» WHAT NEEDS TO BE DONE:
Which lines of the entries hold the string "usize"? Copy each one.

» MATERIAL SUPPLIED:
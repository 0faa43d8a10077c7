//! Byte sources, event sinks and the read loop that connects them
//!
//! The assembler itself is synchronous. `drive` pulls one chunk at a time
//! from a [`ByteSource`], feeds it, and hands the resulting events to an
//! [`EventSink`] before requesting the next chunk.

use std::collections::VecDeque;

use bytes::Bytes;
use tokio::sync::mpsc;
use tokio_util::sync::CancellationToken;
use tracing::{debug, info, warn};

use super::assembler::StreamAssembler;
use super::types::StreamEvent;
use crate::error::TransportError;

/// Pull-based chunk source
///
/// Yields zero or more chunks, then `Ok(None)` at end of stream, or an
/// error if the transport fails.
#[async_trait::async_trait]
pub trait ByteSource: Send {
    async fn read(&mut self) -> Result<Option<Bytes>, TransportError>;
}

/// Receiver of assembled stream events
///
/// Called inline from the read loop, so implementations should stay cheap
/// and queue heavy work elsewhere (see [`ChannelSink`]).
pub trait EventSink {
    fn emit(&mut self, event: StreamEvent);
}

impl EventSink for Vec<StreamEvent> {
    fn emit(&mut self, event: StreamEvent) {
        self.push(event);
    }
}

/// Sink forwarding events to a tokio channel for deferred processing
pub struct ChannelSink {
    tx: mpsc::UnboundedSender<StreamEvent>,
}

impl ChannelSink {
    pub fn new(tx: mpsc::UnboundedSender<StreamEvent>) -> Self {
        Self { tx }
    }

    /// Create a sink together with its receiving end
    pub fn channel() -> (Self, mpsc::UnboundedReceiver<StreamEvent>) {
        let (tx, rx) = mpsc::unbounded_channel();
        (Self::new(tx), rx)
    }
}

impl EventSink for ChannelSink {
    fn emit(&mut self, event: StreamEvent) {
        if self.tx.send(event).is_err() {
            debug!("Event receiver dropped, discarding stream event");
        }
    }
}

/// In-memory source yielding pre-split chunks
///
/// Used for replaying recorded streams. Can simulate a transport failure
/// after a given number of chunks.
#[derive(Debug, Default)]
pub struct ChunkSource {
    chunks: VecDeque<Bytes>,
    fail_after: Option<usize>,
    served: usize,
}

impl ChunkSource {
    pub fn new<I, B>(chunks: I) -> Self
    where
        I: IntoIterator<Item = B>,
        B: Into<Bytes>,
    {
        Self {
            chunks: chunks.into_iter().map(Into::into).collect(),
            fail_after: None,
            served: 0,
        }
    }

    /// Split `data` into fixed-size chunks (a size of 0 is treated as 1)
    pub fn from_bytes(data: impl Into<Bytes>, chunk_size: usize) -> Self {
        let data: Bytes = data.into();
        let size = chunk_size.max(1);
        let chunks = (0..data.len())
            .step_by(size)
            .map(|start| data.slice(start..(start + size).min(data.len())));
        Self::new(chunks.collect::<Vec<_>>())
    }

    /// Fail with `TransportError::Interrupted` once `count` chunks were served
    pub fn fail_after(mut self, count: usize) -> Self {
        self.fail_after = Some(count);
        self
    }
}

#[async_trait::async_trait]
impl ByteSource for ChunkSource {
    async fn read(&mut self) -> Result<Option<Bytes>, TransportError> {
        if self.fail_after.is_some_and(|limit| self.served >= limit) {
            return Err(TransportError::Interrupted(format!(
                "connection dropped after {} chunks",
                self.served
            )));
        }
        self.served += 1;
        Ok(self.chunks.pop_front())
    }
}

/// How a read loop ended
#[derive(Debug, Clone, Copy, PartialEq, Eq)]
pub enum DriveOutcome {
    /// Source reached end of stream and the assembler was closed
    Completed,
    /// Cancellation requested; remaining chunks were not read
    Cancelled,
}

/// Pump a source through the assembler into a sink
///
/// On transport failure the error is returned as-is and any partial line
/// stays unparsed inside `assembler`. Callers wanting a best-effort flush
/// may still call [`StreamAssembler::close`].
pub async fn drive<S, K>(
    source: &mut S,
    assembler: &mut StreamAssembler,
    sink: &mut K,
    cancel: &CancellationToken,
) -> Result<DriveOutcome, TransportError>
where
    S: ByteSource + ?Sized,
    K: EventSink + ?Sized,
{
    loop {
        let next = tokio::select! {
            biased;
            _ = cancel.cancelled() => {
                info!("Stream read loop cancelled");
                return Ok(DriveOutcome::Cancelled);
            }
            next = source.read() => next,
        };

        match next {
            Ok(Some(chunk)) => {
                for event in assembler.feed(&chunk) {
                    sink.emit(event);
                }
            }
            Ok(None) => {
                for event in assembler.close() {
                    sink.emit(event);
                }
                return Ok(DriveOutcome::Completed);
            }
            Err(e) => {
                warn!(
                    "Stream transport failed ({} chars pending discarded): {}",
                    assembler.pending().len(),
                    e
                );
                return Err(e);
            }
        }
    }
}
--
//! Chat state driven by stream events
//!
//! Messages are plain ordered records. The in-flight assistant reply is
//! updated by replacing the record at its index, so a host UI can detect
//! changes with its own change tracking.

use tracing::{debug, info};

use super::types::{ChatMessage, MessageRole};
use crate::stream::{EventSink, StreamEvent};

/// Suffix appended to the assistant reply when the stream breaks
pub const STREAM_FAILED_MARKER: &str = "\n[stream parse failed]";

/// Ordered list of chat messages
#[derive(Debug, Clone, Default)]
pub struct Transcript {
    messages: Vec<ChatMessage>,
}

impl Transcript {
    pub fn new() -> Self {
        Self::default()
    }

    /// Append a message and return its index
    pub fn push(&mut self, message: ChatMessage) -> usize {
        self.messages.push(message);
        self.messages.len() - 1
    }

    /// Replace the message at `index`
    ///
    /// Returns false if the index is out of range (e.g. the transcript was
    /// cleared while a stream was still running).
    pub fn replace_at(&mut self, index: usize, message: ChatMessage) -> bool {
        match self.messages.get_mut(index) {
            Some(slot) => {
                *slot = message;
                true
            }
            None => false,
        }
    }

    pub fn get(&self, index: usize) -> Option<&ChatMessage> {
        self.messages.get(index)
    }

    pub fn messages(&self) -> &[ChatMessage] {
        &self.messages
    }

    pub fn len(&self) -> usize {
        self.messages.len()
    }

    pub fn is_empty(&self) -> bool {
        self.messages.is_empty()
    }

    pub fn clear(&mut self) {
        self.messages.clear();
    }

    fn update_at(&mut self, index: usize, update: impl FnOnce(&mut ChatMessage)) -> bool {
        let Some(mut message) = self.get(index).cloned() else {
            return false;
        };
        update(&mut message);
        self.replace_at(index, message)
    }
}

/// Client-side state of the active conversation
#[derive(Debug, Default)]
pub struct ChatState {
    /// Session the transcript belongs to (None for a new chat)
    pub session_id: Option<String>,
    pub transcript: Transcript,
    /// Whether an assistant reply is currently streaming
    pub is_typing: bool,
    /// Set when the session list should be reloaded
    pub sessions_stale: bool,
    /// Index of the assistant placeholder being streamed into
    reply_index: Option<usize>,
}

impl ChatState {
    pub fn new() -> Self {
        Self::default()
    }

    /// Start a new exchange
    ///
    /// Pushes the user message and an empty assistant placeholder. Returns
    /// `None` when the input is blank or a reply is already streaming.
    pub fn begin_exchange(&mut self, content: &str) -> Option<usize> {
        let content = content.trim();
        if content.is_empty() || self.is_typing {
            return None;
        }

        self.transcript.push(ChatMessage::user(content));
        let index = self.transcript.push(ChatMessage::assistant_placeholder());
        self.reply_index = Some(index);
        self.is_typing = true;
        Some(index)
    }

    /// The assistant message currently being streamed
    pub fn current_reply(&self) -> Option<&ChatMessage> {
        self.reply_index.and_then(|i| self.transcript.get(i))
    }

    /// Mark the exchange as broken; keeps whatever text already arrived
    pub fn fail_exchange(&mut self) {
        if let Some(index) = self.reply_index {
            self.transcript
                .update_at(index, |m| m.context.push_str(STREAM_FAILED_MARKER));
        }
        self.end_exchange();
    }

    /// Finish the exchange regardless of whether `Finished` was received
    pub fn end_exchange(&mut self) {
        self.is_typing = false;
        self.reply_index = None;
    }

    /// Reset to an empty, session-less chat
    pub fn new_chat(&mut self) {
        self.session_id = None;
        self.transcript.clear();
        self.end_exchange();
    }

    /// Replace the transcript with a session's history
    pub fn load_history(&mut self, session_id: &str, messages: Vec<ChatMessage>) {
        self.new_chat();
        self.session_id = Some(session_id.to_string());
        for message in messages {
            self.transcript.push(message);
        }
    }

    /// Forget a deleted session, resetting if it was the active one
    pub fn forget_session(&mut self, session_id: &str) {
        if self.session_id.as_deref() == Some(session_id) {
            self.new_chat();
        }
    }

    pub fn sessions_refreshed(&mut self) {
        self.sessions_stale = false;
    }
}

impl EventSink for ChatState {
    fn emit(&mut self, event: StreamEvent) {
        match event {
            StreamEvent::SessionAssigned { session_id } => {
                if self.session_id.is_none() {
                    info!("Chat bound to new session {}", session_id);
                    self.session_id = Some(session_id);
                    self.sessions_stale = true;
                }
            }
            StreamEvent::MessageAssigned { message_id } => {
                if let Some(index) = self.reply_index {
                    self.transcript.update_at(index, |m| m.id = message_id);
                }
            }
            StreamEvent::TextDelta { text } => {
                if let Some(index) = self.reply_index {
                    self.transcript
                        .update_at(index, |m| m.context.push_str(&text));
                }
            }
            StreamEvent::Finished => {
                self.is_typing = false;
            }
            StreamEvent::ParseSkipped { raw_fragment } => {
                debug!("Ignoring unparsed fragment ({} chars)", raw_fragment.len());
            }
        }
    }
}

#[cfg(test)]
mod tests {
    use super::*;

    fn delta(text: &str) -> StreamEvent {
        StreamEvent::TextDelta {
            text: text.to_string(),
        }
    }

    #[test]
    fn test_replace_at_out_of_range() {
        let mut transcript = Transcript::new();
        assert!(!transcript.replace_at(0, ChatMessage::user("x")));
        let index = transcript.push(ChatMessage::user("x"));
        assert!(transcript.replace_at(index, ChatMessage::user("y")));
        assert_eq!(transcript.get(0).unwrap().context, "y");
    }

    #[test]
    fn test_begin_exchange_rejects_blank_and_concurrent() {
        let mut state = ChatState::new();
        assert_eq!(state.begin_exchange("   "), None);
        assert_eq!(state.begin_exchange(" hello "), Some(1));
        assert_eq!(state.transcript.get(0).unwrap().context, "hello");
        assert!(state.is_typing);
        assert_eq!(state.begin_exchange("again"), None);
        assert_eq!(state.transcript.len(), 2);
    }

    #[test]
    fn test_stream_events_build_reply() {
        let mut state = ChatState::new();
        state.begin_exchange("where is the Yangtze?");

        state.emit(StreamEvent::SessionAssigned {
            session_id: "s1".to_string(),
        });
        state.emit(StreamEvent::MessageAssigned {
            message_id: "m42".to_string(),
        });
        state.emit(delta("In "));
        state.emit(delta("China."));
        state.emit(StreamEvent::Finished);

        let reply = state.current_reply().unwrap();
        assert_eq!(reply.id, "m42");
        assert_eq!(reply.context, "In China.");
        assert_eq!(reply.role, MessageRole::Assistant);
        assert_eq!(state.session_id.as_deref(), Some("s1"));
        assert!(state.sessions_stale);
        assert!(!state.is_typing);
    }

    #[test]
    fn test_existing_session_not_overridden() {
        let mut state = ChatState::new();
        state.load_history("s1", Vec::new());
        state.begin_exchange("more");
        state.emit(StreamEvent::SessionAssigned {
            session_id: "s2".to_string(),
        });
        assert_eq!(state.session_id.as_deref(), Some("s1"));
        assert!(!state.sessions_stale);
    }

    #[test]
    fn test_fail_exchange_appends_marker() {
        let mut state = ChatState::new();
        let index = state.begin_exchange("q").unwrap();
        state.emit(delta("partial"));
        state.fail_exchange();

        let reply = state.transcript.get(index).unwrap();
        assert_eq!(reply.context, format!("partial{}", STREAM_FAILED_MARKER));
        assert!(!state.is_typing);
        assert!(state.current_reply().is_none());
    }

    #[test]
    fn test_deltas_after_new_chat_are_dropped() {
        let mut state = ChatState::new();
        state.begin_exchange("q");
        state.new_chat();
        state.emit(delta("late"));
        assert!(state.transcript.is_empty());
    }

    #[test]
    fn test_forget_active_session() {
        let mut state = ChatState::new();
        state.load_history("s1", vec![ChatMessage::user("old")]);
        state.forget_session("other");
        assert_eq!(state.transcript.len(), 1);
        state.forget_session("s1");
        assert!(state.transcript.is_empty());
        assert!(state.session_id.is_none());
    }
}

» TASK RESULT:
    fail_after: Option<usize>,
    served: usize,
    pub fn from_bytes(data: impl Into<Bytes>, chunk_size: usize) -> Self {
    pub fn fail_after(mut self, count: usize) -> Self {
    pub fn push(&mut self, message: ChatMessage) -> usize {
    pub fn replace_at(&mut self, index: usize, message: ChatMessage) -> bool {
    pub fn get(&self, index: usize) -> Option<&ChatMessage> {
    pub fn len(&self) -> usize {
    fn update_at(&mut self, index: usize, update: impl FnOnce(&mut ChatMessage)) -> bool {
    reply_index: Option<usize>,
    pub fn begin_exchange(&mut self, content: &str) -> Option<usize> {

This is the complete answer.